Genetic Inheritance and Cancer Biology Flashcards

Flashcards on Genetic Inheritance Patterns, Cancer Biology, and Genetic Mutations

Monozygotic twins

Twins that share 100% of their genes; concordance for single-gene disorders should ideally be 100%

Dizygotic twins

Twins that share about 50% of their genes; concordance for recessive single-gene disorders is typically lower, often around 25%.

Specific age of onset

Suggests a genetic cause, as many genetic disorders manifest at particular life stages.

Autosomal recessive

Showing 25% of children from two unaffected heterozygous parents affected indicates this inheritance pattern.

Autosomal dominant

Traits that typically show affected individuals in every generation.

Recessive traits

Traits can skip generations.

X-linked recessive inheritance

Leads to a higher prevalence of the disease in males; males only have one X chromosome, so a recessive gene on that chromosome will cause the disease.

Tumor suppressor genes

Inhibit cell cycle progression (BRAKE PEDALS)

Oncogenes

Promote cell cycle progression (GAS PEDAL), leading to uncontrolled cell growth.

Mutations in oncogenes

Often result in gain-of-function

Mutations in tumor suppressor genes

Typically lead to loss-of-function.

Dominant negative mutation

A type of mutation where the mutant gene product interferes with the function of the wild-type (normal) gene product, even when the wild-type gene is present.

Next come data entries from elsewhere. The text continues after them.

//! When to call a blocking buffer swap.
//!
//! Swapping blocks until the next refresh. Calling it only when the next
//! refresh is imminent keeps the caller free for rendering in between.

use std::sync::Arc;

use crate::core::time::Time;
use crate::sync::data_client::{DataClient, DataClientConfig};
use crate::sync::swap_data::SwapDataContainer;

/// Default margin before the predicted swap at which swapping starts.
pub const DEFAULT_PRE_SWAP_SAFETY_BUFFER: Time = Time::from_millis(3);

/// Swap decision based on the predicted time to the next swap.
#[derive(Debug)]
pub struct SwapTiming {
    client: DataClient,
    pre_swap_safety_buffer: Time,
}

impl SwapTiming {
    pub fn new(
        swap_data: Arc<SwapDataContainer>,
        frame_period: Time,
        config: DataClientConfig,
        pre_swap_safety_buffer: Time,
    ) -> Self {
        Self {
            client: DataClient::new(swap_data, frame_period, config),
            pre_swap_safety_buffer,
        }
    }

    pub fn pre_swap_safety_buffer(&self) -> Time {
        self.pre_swap_safety_buffer
    }

    pub fn set_pre_swap_safety_buffer(&mut self, buffer: Time) {
        self.pre_swap_safety_buffer = buffer;
    }

    /// Predicted time from `now` to the next swap, if the model is usable.
    pub fn time_to_next_swap(&self, now: Time) -> Option<Time> {
        if !self.client.model_usable() {
            return None;
        }
        self.client.predict_time_to_next_swap(now)
    }

    /// Whether a swap issued at `now` is due.
    ///
    /// Without a usable model the answer is always yes, so the display keeps
    /// swapping and the model gets its data.
    pub fn should_swap(&self, now: Time) -> bool {
        match self.time_to_next_swap(now) {
            Some(remaining) => remaining <= self.pre_swap_safety_buffer,
            None => true,
        }
    }

    pub fn client(&self) -> &DataClient {
        &self.client
    }
}
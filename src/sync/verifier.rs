//! Decides whether a swap source is swapping regularly enough to be trusted.
//!
//! Four independent tests can be enabled:
//!
//! * **intervals** - each of the last N-1 inter-swap intervals is within the
//!   nominal period ± tolerance
//! * **stored predictions** - predictions recorded with
//!   [`SyncVerifier::store_prediction`] match the swaps that followed
//! * **model slope** - the fitted time per swap is within tolerance of the
//!   nominal period
//! * **model predictions** - a model fitted on the N swaps preceding each of
//!   the most recent swaps predicted that swap within tolerance
//!
//! The result is cached until the container or the stored predictions change.

use std::collections::VecDeque;
use std::sync::Arc;
use tracing::{debug, warn};

use crate::core::time::Time;
use crate::sync::linear_model::fit_ols;
use crate::sync::swap_data::{SwapData, SwapDataContainer};

/// Number of recent swaps checked against retro-fitted model predictions.
const MODEL_PREDICTION_CHECKS: usize = 3;

/// Which verifier tests are enabled.
#[derive(Debug, Clone, Copy, PartialEq, Eq)]
pub struct VerifierTests {
    pub intervals: bool,
    pub stored_predictions: bool,
    pub model_slope: bool,
    pub model_predictions: bool,
}

impl VerifierTests {
    pub fn any(&self) -> bool {
        self.intervals || self.stored_predictions || self.model_slope || self.model_predictions
    }
}

impl Default for VerifierTests {
    fn default() -> Self {
        Self {
            intervals: true,
            stored_predictions: false,
            model_slope: true,
            model_predictions: true,
        }
    }
}

/// Verifier parameters.
#[derive(Debug, Clone, Copy, PartialEq)]
pub struct SyncVerifierConfig {
    /// N: number of swaps the tests look at.
    pub required_swaps: usize,
    /// P: expected time between two swaps.
    pub nominal_period: Time,
    /// r: allowed deviation as a fraction of P.
    pub period_tolerance: f64,
    pub tests: VerifierTests,
}

impl SyncVerifierConfig {
    /// Allowed absolute deviation, `P * r`.
    pub fn allowed_error(&self) -> Time {
        self.nominal_period * self.period_tolerance
    }
}

/// Evaluates the enabled tests over a swap data container.
#[derive(Debug)]
pub struct SyncVerifier {
    config: SyncVerifierConfig,
    container: Arc<SwapDataContainer>,
    predictions: VecDeque<SwapData>,
    cached: Option<(u64, bool)>,
}

impl SyncVerifier {
    pub fn new(container: Arc<SwapDataContainer>, mut config: SyncVerifierConfig) -> Self {
        if !config.tests.any() {
            warn!("No sync verifier test enabled, enabling the interval test");
            config.tests.intervals = true;
        }
        if config.required_swaps < 2 {
            config.required_swaps = 2;
        }
        Self {
            config,
            container,
            predictions: VecDeque::new(),
            cached: None,
        }
    }

    pub fn config(&self) -> &SyncVerifierConfig {
        &self.config
    }

    /// Record a prediction for the stored-predictions test.
    pub fn store_prediction(&mut self, unit: u64, time: Time) {
        if self.predictions.len() == self.config.required_swaps {
            self.predictions.pop_front();
        }
        self.predictions.push_back(SwapData::new(unit, time));
        self.cached = None;
    }

    /// Whether all enabled tests pass on the current data.
    pub fn is_synchronized(&mut self) -> bool {
        let sequence = self.container.sequence();
        if let Some((cached_sequence, result)) = self.cached {
            if cached_sequence == sequence {
                return result;
            }
        }
        let result = self.evaluate();
        self.cached = Some((sequence, result));
        result
    }

    fn evaluate(&self) -> bool {
        let n = self.config.required_swaps;
        let window = if self.config.tests.model_predictions {
            n + MODEL_PREDICTION_CHECKS
        } else {
            n
        };
        let (data, _) = self.container.recent(window);
        if data.len() < n {
            return false;
        }
        let tests = self.config.tests;
        let recent = &data[data.len() - n..];

        if tests.intervals && !self.intervals_ok(recent) {
            debug!("Sync verifier: interval test failed");
            return false;
        }
        if tests.stored_predictions && !self.stored_predictions_ok(&data) {
            debug!("Sync verifier: stored prediction test failed");
            return false;
        }
        if tests.model_slope && !self.slope_ok(recent) {
            debug!("Sync verifier: model slope test failed");
            return false;
        }
        if tests.model_predictions && !self.model_predictions_ok(&data) {
            debug!("Sync verifier: model prediction test failed");
            return false;
        }
        true
    }

    fn intervals_ok(&self, recent: &[SwapData]) -> bool {
        let period = self.config.nominal_period;
        let allowed = self.config.allowed_error();
        recent
            .windows(2)
            .all(|w| ((w[1].time - w[0].time) - period).abs() <= allowed)
    }

    fn stored_predictions_ok(&self, data: &[SwapData]) -> bool {
        let allowed = self.config.allowed_error();
        let mut compared = 0usize;
        for prediction in &self.predictions {
            if let Some(actual) = data.iter().find(|d| d.unit == prediction.unit) {
                if (actual.time - prediction.time).abs() > allowed {
                    return false;
                }
                compared += 1;
            }
        }
        compared > 0
    }

    fn slope_ok(&self, recent: &[SwapData]) -> bool {
        let Some(fit) = fit_ols(recent) else {
            return false;
        };
        let per_swap = fit.slope() * self.container.swap_advances_units() as f64;
        let period = self.config.nominal_period.as_nanos_f64();
        (per_swap - period).abs() <= self.config.allowed_error().as_nanos_f64()
    }

    fn model_predictions_ok(&self, data: &[SwapData]) -> bool {
        let n = self.config.required_swaps;
        if data.len() <= n {
            return false;
        }
        let allowed = self.config.allowed_error();
        (n..data.len()).all(|i| match fit_ols(&data[i - n..i]) {
            Some(fit) => (fit.y(data[i].unit) - data[i].time).abs() <= allowed,
            None => false,
        })
    }
}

Dominant negative mutation

Occurs in tumor suppressor genes, like p53

Haploinsufficiency

A genetic phenomenon where a single copy of a functional gene is not sufficient to produce a normal phenotype.

Oncogenic form of Ras

Characterized by decreased GTPase activity, leading to prolonged signaling and increased cell proliferation.

Amplifications of oncogenes

Can lead to overexpression, contributing to cancer development.

Caspases

Enzymes that play a key role in apoptosis, the programmed cell death process, which is often disrupted in cancer.

Epigenetic changes

Can alter gene expression without changing the DNA sequence, contributing to cancer progression.

DNA methylation and histone modifications

Key mechanisms of epigenetic regulation that can activate or silence genes, impacting cancer development.

Environmental influences, diet, and lifestyle

Can lead to epigenetic modifications.

Hepatitis B virus and Papillomavirus

Contribute to cancer development in humans.

Rous sarcoma virus

A classic example of a virus that can induce cancer in animals, providing insights into viral oncogenesis.